The announcement has been made (to what I hope was no one’s
great surprise) that The CW has renewed DC’s Legends of Tomorrow for another
season. If you had asked me around the end of the show’s first season how
long it would last, I would have replied, “Is it on next week?” Season
one was a dull plod, with silly hawk-people and a main character who sought to
kill the main bad guy because he killed the main character’s wife and
child. Yeah, he also enslaved all mankind and ruled as an iron-fisted
despot, but the wife-and-child killing was just over the top.
But then something miraculous happened: the show got
better. It dropped the gloomy tale of trying to stop immortal despot
Vandal Savage (okay, the character was dull, but the name was awesome) and
decided to embrace its inner geek. The show got more imaginative and more
daring, eventually featuring Vikings worshipping a Tickle-Me-Elmo knock off, George
Lucas changing the fate of humanity by dropping out of film school, Napoleon
Bonaparte partaking in Spring Break, and most recently going back in time to
1999 to have guest star John Noble utter some words so the Legends can
impersonate a demon whose voice is provided by. . . John Noble.
The renewal announcement follows a prior announcement that,
if the show were to be renewed, it would add actor Matt Ryan as John Constantine as a regular.
This has been generally accepted as a good thing by the comments I’ve seen on
the Internet. Ryan has been on a few episodes as a guest star and has
served as an effective comic foil, a new character in the mix, and (thanks to a
quick shag in the 1960’s) a reminder that Sarah Lance is in fact bi-sexual and
not a lesbian (after flirtations or more with a number of female characters
ranging from Queen Guinevere in Camelot to Supergirl’s adopted sister Alex
Danvers in the Crisis on Earth X mini-series, I was starting to wonder why she
was always described as bi).
I remain skeptical. For one thing, I watched the first
two episodes of Constantine when it debuted on NBC, and found it less than
compelling. The reason for that is my point two, mainly that I dislike
the mixing of science fiction with fantasy. Or at least what I call “soft
fantasy” as opposed to “hard fantasy.” The latter is demonstrated by
Buffy the Vampire Slayer, which dealt with mystic arts and things that defied
the realm of science, but did so in an alternative that still had rules that
had to be followed. Vampires can’t enter a home without an invitation;
why? Who cares as long as the rule is applied consistently, I can accept it.

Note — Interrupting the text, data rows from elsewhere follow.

//! Terminal backend - all terminal output lives here.
//!
//! The field is scaled onto the character grid; each cell is one "pixel"
//! painted with a true-colour background. Text and outlines are glyphs drawn
//! over whatever background the cell already has.

use std::io::Write;

use anyhow::Context;
use crossterm::{
    QueueableCommand, cursor,
    style::{self, Color, Print},
};
use glam::Vec2;

use super::{Align, Surface};
use crate::Rgb;
use crate::sim::Rect;

/// Glyph for outline cells on shapes too thin for box drawing
const EDGE_GLYPH: char = '▕';
const BALL_GLYPH: char = '●';

#[derive(Debug, Clone, Copy, PartialEq, Eq)]
struct Cell {
    ch: char,
    fg: Rgb,
    bg: Rgb,
}

impl Cell {
    fn blank(bg: Rgb) -> Self {
        Self { ch: ' ', fg: bg, bg }
    }
}

fn rgb(c: Rgb) -> Color {
    Color::Rgb {
        r: c[0],
        g: c[1],
        b: c[2],
    }
}

/// Cell grid covering a field of `field` pixels
pub struct TerminalSurface<W: Write> {
    out: W,
    field: Vec2,
    cols: u16,
    rows: u16,
    cells: Vec<Cell>,
}

impl<W: Write> TerminalSurface<W> {
    pub fn new(out: W, field: Vec2, cols: u16, rows: u16) -> Self {
        let mut surface = Self {
            out,
            field,
            cols: 0,
            rows: 0,
            cells: Vec::new(),
        };
        surface.resize(cols, rows);
        surface
    }

    /// Match a new terminal size; takes effect from the next frame
    pub fn resize(&mut self, cols: u16, rows: u16) {
        self.cols = cols.max(1);
        self.rows = rows.max(1);
        self.cells = vec![Cell::blank([0, 0, 0]); self.cols as usize * self.rows as usize];
        log::debug!("Terminal surface resized to {}x{}", self.cols, self.rows);
    }

    pub fn size(&self) -> (u16, u16) {
        (self.cols, self.rows)
    }

    /// Size of one cell in field pixels
    fn cell_size(&self) -> Vec2 {
        Vec2::new(
            self.field.x / self.cols as f32,
            self.field.y / self.rows as f32,
        )
    }

    /// Cell column/row containing a field point (may be off-grid)
    fn to_cell(&self, p: Vec2) -> (i32, i32) {
        let cell = self.cell_size();
        ((p.x / cell.x).floor() as i32, (p.y / cell.y).floor() as i32)
    }

    /// Field position of a cell's centre
    fn cell_center(&self, col: i32, row: i32) -> Vec2 {
        (Vec2::new(col as f32, row as f32) + 0.5) * self.cell_size()
    }

    /// Inclusive cell range whose centres lie inside `rect`
    fn covered(&self, rect: &Rect) -> Option<(i32, i32, i32, i32)> {
        let cell = self.cell_size();
        let c0 = (rect.left() / cell.x - 0.5).ceil() as i32;
        let c1 = (rect.right() / cell.x - 0.5).ceil() as i32 - 1;
        let r0 = (rect.top() / cell.y - 0.5).ceil() as i32;
        let r1 = (rect.bottom() / cell.y - 0.5).ceil() as i32 - 1;
        let c0 = c0.max(0);
        let r0 = r0.max(0);
        let c1 = c1.min(self.cols as i32 - 1);
        let r1 = r1.min(self.rows as i32 - 1);
        (c0 <= c1 && r0 <= r1).then_some((c0, r0, c1, r1))
    }

    fn cell_mut(&mut self, col: i32, row: i32) -> Option<&mut Cell> {
        if col < 0 || row < 0 || col >= self.cols as i32 || row >= self.rows as i32 {
            return None;
        }
        let index = row as usize * self.cols as usize + col as usize;
        self.cells.get_mut(index)
    }

    fn paint(&mut self, col: i32, row: i32, bg: Rgb) {
        if let Some(cell) = self.cell_mut(col, row) {
            *cell = Cell::blank(bg);
        }
    }

    fn glyph(&mut self, col: i32, row: i32, ch: char, fg: Rgb) {
        if let Some(cell) = self.cell_mut(col, row) {
            cell.ch = ch;
            cell.fg = fg;
        }
    }

    /// Cells whose centre lies within `radius` of `center`; never empty for
    /// an on-grid centre
    fn disc(&self, center: Vec2, radius: f32) -> Vec<(i32, i32)> {
        let (c0, r0) = self.to_cell(center - radius);
        let (c1, r1) = self.to_cell(center + radius);
        let inside = |col: i32, row: i32| self.cell_center(col, row).distance(center) <= radius;
        let mut cells: Vec<(i32, i32)> = (r0..=r1)
            .flat_map(|row| (c0..=c1).map(move |col| (col, row)))
            .filter(|&(col, row)| inside(col, row))
            .collect();
        if cells.is_empty() {
            cells.push(self.to_cell(center));
        }
        cells
    }

    #[cfg(test)]
    fn cell(&self, col: i32, row: i32) -> Cell {
        self.cells[row as usize * self.cols as usize + col as usize]
    }
}

impl<W: Write> Surface for TerminalSurface<W> {
    fn clear(&mut self, color: Rgb) {
        self.cells.fill(Cell::blank(color));
    }

    fn fill_rect(&mut self, rect: &Rect, color: Rgb) {
        if let Some((c0, r0, c1, r1)) = self.covered(rect) {
            for row in r0..=r1 {
                for col in c0..=c1 {
                    self.paint(col, row, color);
                }
            }
        }
    }

    fn stroke_rect(&mut self, rect: &Rect, color: Rgb) {
        let Some((c0, r0, c1, r1)) = self.covered(rect) else {
            return;
        };
        if c1 - c0 < 1 || r1 - r0 < 1 {
            // Too thin for a box: mark the right edge so neighbours separate
            for row in r0..=r1 {
                self.glyph(c1, row, EDGE_GLYPH, color);
            }
            return;
        }
        for col in c0 + 1..c1 {
            self.glyph(col, r0, '─', color);
            self.glyph(col, r1, '─', color);
        }
        for row in r0 + 1..r1 {
            self.glyph(c0, row, '│', color);
            self.glyph(c1, row, '│', color);
        }
        self.glyph(c0, r0, '┌', color);
        self.glyph(c1, r0, '┐', color);
        self.glyph(c0, r1, '└', color);
        self.glyph(c1, r1, '┘', color);
    }

    fn fill_circle(&mut self, center: Vec2, radius: f32, color: Rgb) {
        for (col, row) in self.disc(center, radius) {
            self.paint(col, row, color);
        }
    }

    fn stroke_circle(&mut self, center: Vec2, radius: f32, color: Rgb) {
        let cells = self.disc(center, radius);
        for &(col, row) in &cells {
            let boundary = [(-1, 0), (1, 0), (0, -1), (0, 1)]
                .iter()
                .any(|(dc, dr)| !cells.contains(&(col + dc, row + dr)));
            if boundary {
                self.glyph(col, row, BALL_GLYPH, color);
            }
        }
    }

    fn draw_text(&mut self, pos: Vec2, text: &str, color: Rgb, align: Align) {
        let (mut col, row) = self.to_cell(pos);
        if align == Align::Center {
            col -= text.chars().count() as i32 / 2;
        }
        for ch in text.chars() {
            self.glyph(col, row, ch, color);
            col += 1;
        }
    }

    fn present(&mut self) -> anyhow::Result<()> {
        let mut current: Option<(Rgb, Rgb)> = None;
        for row in 0..self.rows {
            self.out.queue(cursor::MoveTo(0, row))?;
            let start = row as usize * self.cols as usize;
            for cell in &self.cells[start..start + self.cols as usize] {
                if current != Some((cell.fg, cell.bg)) {
                    self.out.queue(style::SetBackgroundColor(rgb(cell.bg)))?;
                    self.out.queue(style::SetForegroundColor(rgb(cell.fg)))?;
                    current = Some((cell.fg, cell.bg));
                }
                self.out.queue(Print(cell.ch))?;
            }
        }
        self.out.queue(style::ResetColor)?;
        self.out.flush().context("failed to flush frame to terminal")?;
        Ok(())
    }
}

But on shows like Constantine the rules seem more
fluid. There’s always a way out, a way to stop an all-powerful demon by
making a Latin incantation, a way to avert the end of the world by burning
incense and making some runes on the floor. The last two seasons of Buffy
occasionally fell into this trap, where a witch could transmute something by a
wave of the hand, sort of like Samantha on Bewitched twitching her nose.
While I have enjoyed Legends this season, I have wearied of
the seemingly endless quest to assemble a collection of totems to defeat a
demon called Mallus. Of course this makes no less sense than season two’s
quest to assemble a Spear of Destiny, but for some reason that seemed
infinitely more reasonable. Of course when the bad guys assembled the
Spear and were able to re-write the universe however they wanted, they chose to
make the universe seem an awfully lot like the original.
I am glad there will be another season of DC’s Legends of
Tomorrow, but I hope adding John Constantine into the mix doesn’t ruin the
chemistry of the ensemble. Of course other characters have been inserted
and left without lessening the show’s quality (in some cases improving it), so
maybe they know what they are doing. But the fact is that most shows have
an expiration date, a point by which time all plots have been done and all
character backstories have been examined. Maybe four seasons is the time
limit for Legends; maybe not.
When a show has proven so nimble, so adept at evolving into
something better, you have to give it the benefit of the doubt. This show
has done something I would have thought was impossible, namely make me actually
LIKE Brandon Routh (after that stupid Superman film and the disastrous guest
role on Chuck, not even Scott Pilgrim vs. the World could get him out of my
doghouse). So sign me up for another year; heck, I even forced myself to
watch seasons 6 and 7 of Buffy.
Talk about a show sticking around past its expiration date.